I don't see anything in there that helps me to understand.
XML Bitmap resources have an android:mipMap
property:
Boolean. Enables or disables the mipmap hint. See setHasMipMap() for more information. Default value is false.
This does not apply to launcher icons as far as I can see.
The question was raised on Google Groups (The purpose of resource name "mipmap"?!), to which Romain Guy replied:
It's useful to provide an image at a larger resolution that would normally be computed (for instance, on an mdpi device, Launcher might want the larger hdpi icon to display large app shortcuts.)
I feel like this almost makes sense of it, but not quite.
I'm still inclined to go with Randy Sugianto's follow up:
What are the advantages of this? Is there any guide how to use mipmaps, probably for better launcher icons?
Of course, Wikipedia has a page for "Mipmap", which refers to an older technique invented in 1983, that I can't quite relate to the current Android implementation.
Should we be storing all our app icons in res/mipmap
folders these days, and what are the guidelines for these mipmap images?
Update #1
Here's a blog post that tries to explain it a bit.
But the image used in that blog post shows what looks like one file with many logos in it. This is not what I see in Chrome's mipmap folder.
Chrome's mipmap-hdpi
folder contains three images. One is the Chrome logo, on its own.
Strangely, it is 72x72, not 48x48 which I would expect to see.
Perhaps that is all there is to this - we just need to keep bigger icons in the mipmap folders?
Update #2
The Android Developers Blog post of 23/10/2014 again confirms the idea of using the mipmap
folders for application icons:
When talking about the Nexus 6 screen density, the author writes:
It's best practice to place your app icons in mipmap- folders (not the drawable- folders) because they are used at resolutions different from the device's current density. For example, an xxxhdpi app icon can be used on the launcher for an xxhdpi device.
Update #3
Note that Android Studio creates the ic_launcher.png
icons in the mipmap...
folders rather than the drawable...
folders that Eclipse used to create them in.

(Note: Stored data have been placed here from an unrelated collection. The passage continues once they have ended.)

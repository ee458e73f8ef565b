use clap::{error::ErrorKind, CommandFactory, Parser};
use crossterm::{
    execute,
    terminal::{disable_raw_mode, enable_raw_mode, EnterAlternateScreen, LeaveAlternateScreen},
    tty::IsTty,
};
use pulsepower::{
    access::{EnvKeyGate, KeyGate, OpenGate},
    app::{App, Flow},
    app_dirs::AppDirs,
    audio::{BellCueSink, CueSink, SilentCueSink},
    config::{Config, FileConfigStore},
    exercise::{default_catalog, load_catalog, Exercise},
    export::{CsvHistorySink, FormExportSink},
    imagery::HttpImageResolver,
    runtime::{AppEventSource, CrosstermEventSource, FixedTicker, Runner, Ticker},
    ui, TICK_RATE_MS,
};
use ratatui::{
    backend::{Backend, CrosstermBackend},
    Terminal,
};
use std::{
    error::Error,
    io::{self, stdin},
    path::PathBuf,
    sync::Arc,
    time::Duration,
};
use tracing::{info, warn};
use tracing_appender::non_blocking::WorkerGuard;
use tracing_subscriber::{layer::SubscriberExt, util::SubscriberInitExt, EnvFilter};

/// guided workout: pulse check, timed exercises, repeat rounds, pulse check again
#[derive(Parser, Debug, Clone)]
#[clap(
    version,
    about,
    long_about = "A guided terminal workout. Measures your pulse, walks you through a fixed exercise routine with preparation and exercise timers, offers up to three rounds, then measures your pulse again and lets you upload the result."
)]
pub struct Cli {
    /// silence the countdown beeps
    #[clap(long)]
    mute: bool,

    /// start without checking for an illustration api key
    #[clap(long)]
    skip_key_check: bool,

    /// load the exercise routine from a json file
    #[clap(short = 'e', long)]
    exercises: Option<PathBuf>,

    /// do not append finished sessions to the local history csv
    #[clap(long)]
    no_history: bool,

    /// log filter, e.g. "debug" or "pulsepower=trace"
    #[clap(long)]
    log_level: Option<String>,

    /// config file to use instead of the platform default
    #[clap(short = 'c', long)]
    config: Option<PathBuf>,
}

impl Cli {
    /// Flags override whatever the config file says
    fn apply(&self, mut config: Config) -> Config {
        if self.mute {
            config.sound = false;
        }
        if self.skip_key_check {
            config.require_api_key = false;
        }
        if self.no_history {
            config.history_csv = false;
        }
        if let Some(path) = &self.exercises {
            config.exercises_path = Some(path.clone());
        }
        config
    }
}

fn init_logging(cli: &Cli) -> Option<WorkerGuard> {
    let filter = cli
        .log_level
        .as_deref()
        .and_then(|level| EnvFilter::try_new(level).ok())
        .or_else(|| EnvFilter::try_from_default_env().ok())
        .unwrap_or_else(|| EnvFilter::new("info"));

    // the terminal belongs to the TUI, so logs only go to a file
    let dir = AppDirs::log_dir()?;
    std::fs::create_dir_all(&dir).ok()?;
    let appender = tracing_appender::rolling::never(dir, "pulsepower.log");
    let (writer, guard) = tracing_appender::non_blocking(appender);

    tracing_subscriber::registry()
        .with(filter)
        .with(
            tracing_subscriber::fmt::layer()
                .with_writer(writer)
                .with_ansi(false),
        )
        .init();
    Some(guard)
}

fn catalog(config: &Config) -> Vec<Exercise> {
    match &config.exercises_path {
        Some(path) => match load_catalog(path) {
            Ok(exercises) => exercises,
            Err(e) => {
                warn!(path = %path.display(), error = %e, "falling back to built-in routine");
                default_catalog()
            }
        },
        None => default_catalog(),
    }
}

fn build_app(config: &Config, events: &impl AppEventSource) -> App {
    let cues: Box<dyn CueSink> = if config.sound {
        Box::new(BellCueSink)
    } else {
        Box::new(SilentCueSink)
    };
    let gate: Box<dyn KeyGate> = if config.require_api_key {
        Box::new(EnvKeyGate::new(config.api_key_env.clone()))
    } else {
        Box::new(OpenGate)
    };

    let workout = pulsepower::workout::Workout::new(catalog(config), cues);
    let mut app = App::new(workout, gate)
        .with_sink(Box::new(FormExportSink::new(config.form.clone())));

    if config.history_csv {
        if let Some(path) = AppDirs::history_path() {
            app = app.with_sink(Box::new(CsvHistorySink::with_path(path)));
        }
    }

    match HttpImageResolver::new() {
        Ok(resolver) => app.with_resolver(Arc::new(resolver), events.sender()),
        Err(e) => {
            warn!(error = %e, "image resolution disabled");
            app
        }
    }
}

fn main() -> Result<(), Box<dyn Error>> {
    let cli = Cli::parse();

    if !stdin().is_tty() {
        let mut cmd = Cli::command();
        cmd.error(ErrorKind::Io, "stdin must be a tty").exit();
    }

    let _log_guard = init_logging(&cli);

    let store = match &cli.config {
        Some(path) => FileConfigStore::with_path(path),
        None => FileConfigStore::new(),
    };
    let config = cli.apply(store.load_or_init());
    info!(config = %store.path().display(), "starting");

    let events = CrosstermEventSource::new();
    let mut app = build_app(&config, &events);
    let runner = Runner::new(events, FixedTicker::new(Duration::from_millis(TICK_RATE_MS)));

    enable_raw_mode()?;

    let mut stdout = io::stdout();
    execute!(stdout, EnterAlternateScreen)?;
    let backend = CrosstermBackend::new(stdout);
    let mut terminal = Terminal::new(backend)?;

    let result = start_tui(&mut terminal, &mut app, &runner);

    disable_raw_mode()?;
    execute!(terminal.backend_mut(), LeaveAlternateScreen)?;
    terminal.show_cursor()?;

    result
}

fn start_tui<B: Backend, E: AppEventSource, T: Ticker>(
    terminal: &mut Terminal<B>,
    app: &mut App,
    runner: &Runner<E, T>,
) -> Result<(), Box<dyn Error>> {
    terminal.draw(|f| ui::draw(app, f))?;

    loop {
        let flow = app.on_event(runner.step());
        if flow == Flow::Quit {
            info!(stage = %app.stage(), "quit");
            break;
        }
        terminal.draw(|f| ui::draw(app, f))?;
    }

    Ok(())
}
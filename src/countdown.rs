use std::time::Duration;

use tracing::trace;

use crate::audio::{Cue, CueSink};

/// Length of every preparation countdown
pub const PREP_SECS: u32 = 3;
/// Length of a pulse measurement window
pub const PULSE_WINDOW_SECS: u32 = 15;
/// Active countdowns beep while this many seconds or fewer remain
const FINAL_STRETCH_SECS: u32 = 3;

const ONE_SECOND: Duration = Duration::from_secs(1);

#[derive(Debug, Clone, Copy, PartialEq, Eq, strum_macros::Display)]
pub enum CountdownKind {
    /// Fixed 3 second lead-in before a timed phase
    Prep,
    /// Pulse window or timed exercise
    Active,
}

#[derive(Debug, Clone, Copy, PartialEq, Eq)]
pub enum TickOutcome {
    Running,
    /// Reached zero; the go cue has already been emitted
    Expired,
}

/// A one-second countdown owned by exactly one controller state.
///
/// Wall-clock time fed through [`Countdown::carry`] accumulates here, so
/// dropping the countdown (leaving its state) also drops any partial second.
#[derive(Debug, Clone, PartialEq, Eq)]
pub struct Countdown {
    kind: CountdownKind,
    remaining: u32,
    carried: Duration,
}

impl Countdown {
    pub fn prep() -> Self {
        Self::new(CountdownKind::Prep, PREP_SECS)
    }

    pub fn active(secs: u32) -> Self {
        Self::new(CountdownKind::Active, secs)
    }

    fn new(kind: CountdownKind, remaining: u32) -> Self {
        Self {
            kind,
            remaining,
            carried: Duration::ZERO,
        }
    }

    pub fn kind(&self) -> CountdownKind {
        self.kind
    }

    pub fn remaining(&self) -> u32 {
        self.remaining
    }

    /// Applies one whole-second tick and emits the cues for it.
    pub fn tick(&mut self, cues: &dyn CueSink) -> TickOutcome {
        match self.kind {
            CountdownKind::Prep => {
                self.remaining = self.remaining.saturating_sub(1);
                cues.emit(Cue::Tick);
            }
            CountdownKind::Active => {
                if (1..=FINAL_STRETCH_SECS).contains(&self.remaining) {
                    cues.emit(Cue::Tick);
                }
                self.remaining = self.remaining.saturating_sub(1);
            }
        }
        trace!(kind = %self.kind, remaining = self.remaining, "countdown tick");

        if self.remaining == 0 {
            cues.emit(Cue::Go);
            TickOutcome::Expired
        } else {
            TickOutcome::Running
        }
    }

    /// Adds elapsed wall-clock time
    pub fn carry(&mut self, elapsed: Duration) {
        self.carried += elapsed;
    }

    /// Consumes one accumulated second, if there is one
    pub fn take_second(&mut self) -> bool {
        if self.carried >= ONE_SECOND {
            self.carried -= ONE_SECOND;
            true
        } else {
            false
        }
    }

    /// Fraction of the countdown still to run, for gauges
    pub fn ratio_of(&self, total: u32) -> f64 {
        if total == 0 {
            0.0
        } else {
            (self.remaining as f64 / total as f64).clamp(0.0, 1.0)
        }
    }
}
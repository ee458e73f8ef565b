// Library surface for headless/integration tests and reuse.
// The binary only adds terminal setup, logging and the event loop.
pub mod access;
pub mod app;
pub mod app_dirs;
pub mod audio;
pub mod config;
pub mod countdown;
pub mod error;
pub mod exercise;
pub mod export;
pub mod imagery;
pub mod runtime;
pub mod session;
pub mod ui;
pub mod workout;

/// How often the event loop wakes up without input
pub const TICK_RATE_MS: u64 = 100;
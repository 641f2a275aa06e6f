//! Nikwela application root
//!
//! Builds the session core from configuration: the backend (hosted or in
//! memory), the device cache, the auth context and the navigation layer.
//! The [`App`] owns all of them for the lifetime of the process and tears
//! them down on [`App::shutdown`].

#![warn(missing_docs)]
#![warn(clippy::all)]

use std::path::PathBuf;
use std::sync::Arc;

use app_core::AuthContext;
use app_ui::{AppNavigator, GateView, NavigationGate, Route};
use backend_client::{BackendConfig, HttpBackend, InMemoryBackend, ProfileStore, SessionStore};
use storage::{DeviceStore, KvError, KvStore, LocalCache};
use thiserror::Error;
use tracing::{info, warn};

pub use app_core;
pub use app_state;
pub use app_ui;
pub use backend_client;
pub use storage;

/// Environment variable naming the directory for local state
pub const ENV_DATA_DIR: &str = "NIKWELA_DATA_DIR";

/// Application start-up errors
#[derive(Debug, Error)]
pub enum AppError {
    /// Backend could not be configured
    #[error("Backend error: {0}")]
    Backend(#[from] backend_client::Error),

    /// Device cache could not be opened
    #[error("Storage error: {0}")]
    Storage(#[from] KvError),
}

/// Result type for application start-up
pub type Result<T> = std::result::Result<T, AppError>;

/// Application configuration
#[derive(Debug, Clone)]
pub struct AppConfig {
    /// Hosted backend; `None` runs on the in-memory backend
    pub backend: Option<BackendConfig>,
    /// Directory holding the session file and the device cache
    pub data_dir: PathBuf,
}

impl Default for AppConfig {
    fn default() -> Self {
        Self { backend: None, data_dir: PathBuf::from(".nikwela") }
    }
}

impl AppConfig {
    /// Configuration storing local state under `data_dir`
    pub fn new(data_dir: impl Into<PathBuf>) -> Self {
        Self { backend: None, data_dir: data_dir.into() }
    }

    /// Use a hosted backend
    pub fn backend(mut self, config: BackendConfig) -> Self {
        self.backend = Some(config);
        self
    }

    /// Read the configuration from `NIKWELA_*` environment variables
    ///
    /// Without `NIKWELA_BACKEND_URL` the in-memory backend is used.
    pub fn from_env() -> Result<Self> {
        let mut config = match std::env::var(ENV_DATA_DIR) {
            Ok(dir) if !dir.trim().is_empty() => Self::new(dir),
            _ => Self::default(),
        };

        if std::env::var_os(backend_client::config::ENV_BACKEND_URL).is_some() {
            config = config.backend(BackendConfig::from_env()?);
        }
        Ok(config)
    }

    fn session_path(&self) -> PathBuf {
        self.data_dir.join("session.json")
    }

    fn cache_path(&self) -> PathBuf {
        self.data_dir.join("cache")
    }
}

/// The running session core
pub struct App {
    auth: AuthContext,
    navigator: Arc<AppNavigator>,
    gate: NavigationGate,
    kv: Arc<KvStore>,
}

impl App {
    /// Build everything from `config` and restore any existing session
    pub async fn start(config: AppConfig) -> Result<Self> {
        let kv = Arc::new(KvStore::open(config.cache_path())?);

        let app = match &config.backend {
            Some(backend) => {
                let backend = backend.clone().session_path(config.session_path());
                info!(url = %backend.url, table = %backend.profiles_table, "using hosted backend");
                let backend = Arc::new(HttpBackend::new(backend).await?);
                Self::assemble(backend.clone(), backend, kv)
            }
            None => {
                info!("no backend configured, using in-memory backend");
                let backend = Arc::new(InMemoryBackend::new());
                Self::assemble(backend.clone(), backend, kv)
            }
        };

        app.auth.initialize().await;
        Ok(app)
    }

    /// Build the core over explicit collaborators and restore any existing session
    pub async fn with_backend(
        sessions: Arc<dyn SessionStore>,
        profiles: Arc<dyn ProfileStore>,
        kv: Arc<KvStore>,
    ) -> Self {
        let app = Self::assemble(sessions, profiles, kv);
        app.auth.initialize().await;
        app
    }

    fn assemble(
        sessions: Arc<dyn SessionStore>,
        profiles: Arc<dyn ProfileStore>,
        kv: Arc<KvStore>,
    ) -> Self {
        let cache: Arc<dyn LocalCache> = Arc::new(DeviceStore::new(kv.clone()));
        let navigator = Arc::new(AppNavigator::new());
        let auth = AuthContext::new(sessions, profiles, cache, navigator.clone());

        Self { auth, navigator, gate: NavigationGate::new(), kv }
    }

    /// The auth context
    pub fn auth(&self) -> &AuthContext {
        &self.auth
    }

    /// The navigation state receiving redirects
    pub fn navigator(&self) -> &AppNavigator {
        &self.navigator
    }

    /// What the navigation layer renders right now
    pub fn view(&self) -> GateView {
        NavigationGate::view(&self.auth.state())
    }

    /// The screen shown for the navigator's current route, or `None` while blank
    pub fn current_screen(&self) -> Option<Route> {
        let requested = self.navigator.current();
        self.gate.resolve(&self.auth.state(), requested.to_path())
    }

    /// Open the screen at `path` on top of the current one
    ///
    /// Returns the screen actually shown, which the gate may redirect.
    pub fn open(&self, path: &str) -> Option<Route> {
        self.navigator.push(path);
        self.current_screen()
    }

    /// Return to the previous screen; false when already at the root
    pub fn back(&self) -> bool {
        self.navigator.back()
    }

    /// Stop following session changes and flush the device cache
    pub fn shutdown(self) {
        self.auth.shutdown();
        if let Err(e) = self.kv.flush() {
            warn!(error = %e, "failed to flush device cache");
        }
        info!("application shut down");
    }
}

There are two distinct uses of mipmaps:
For launcher icons when building density specific APKs. Some developers build separate APKs for every density, to keep the APK size down. However some launchers (shipped with some devices, or available on the Play Store) use larger icon sizes than the standard 48dp. Launchers use getDrawableForDensity and scale down if needed, rather than up, so the icons are high quality. For example on an hdpi tablet the launcher might load the xhdpi icon. By placing your launcher icon in the mipmap-xhdpi directory, it will not be stripped the way a drawable-xhdpi directory is when building an APK for hdpi devices. If you're building a single APK for all devices, then this doesn't really matter as the launcher can access the drawable resources for the desired density.
The actual mipmap API from 4.3. I haven't used this and am not familiar with it. It's not used by the Android Open Source Project launchers and I'm not aware of any other launcher using.
It seems Google have updated their docs since all these answers, so hopefully this will help someone else in future :) Just came across this question myself, while creating a new (new new) project.
TL;DR: drawables may be stripped out as part of dp-specific resource optimisation. Mipmaps will not be stripped.
Different home screen launcher apps on different devices show app launcher icons at various resolutions. When app resource optimization techniques remove resources for unused screen densities, launcher icons can wind up looking fuzzy because the launcher app has to upscale a lower-resolution icon for display. To avoid these display issues, apps should use the mipmap/
resource folders for launcher icons. The Android system preserves these resources regardless of density stripping, and ensures that launcher apps can pick icons with the best resolution for display.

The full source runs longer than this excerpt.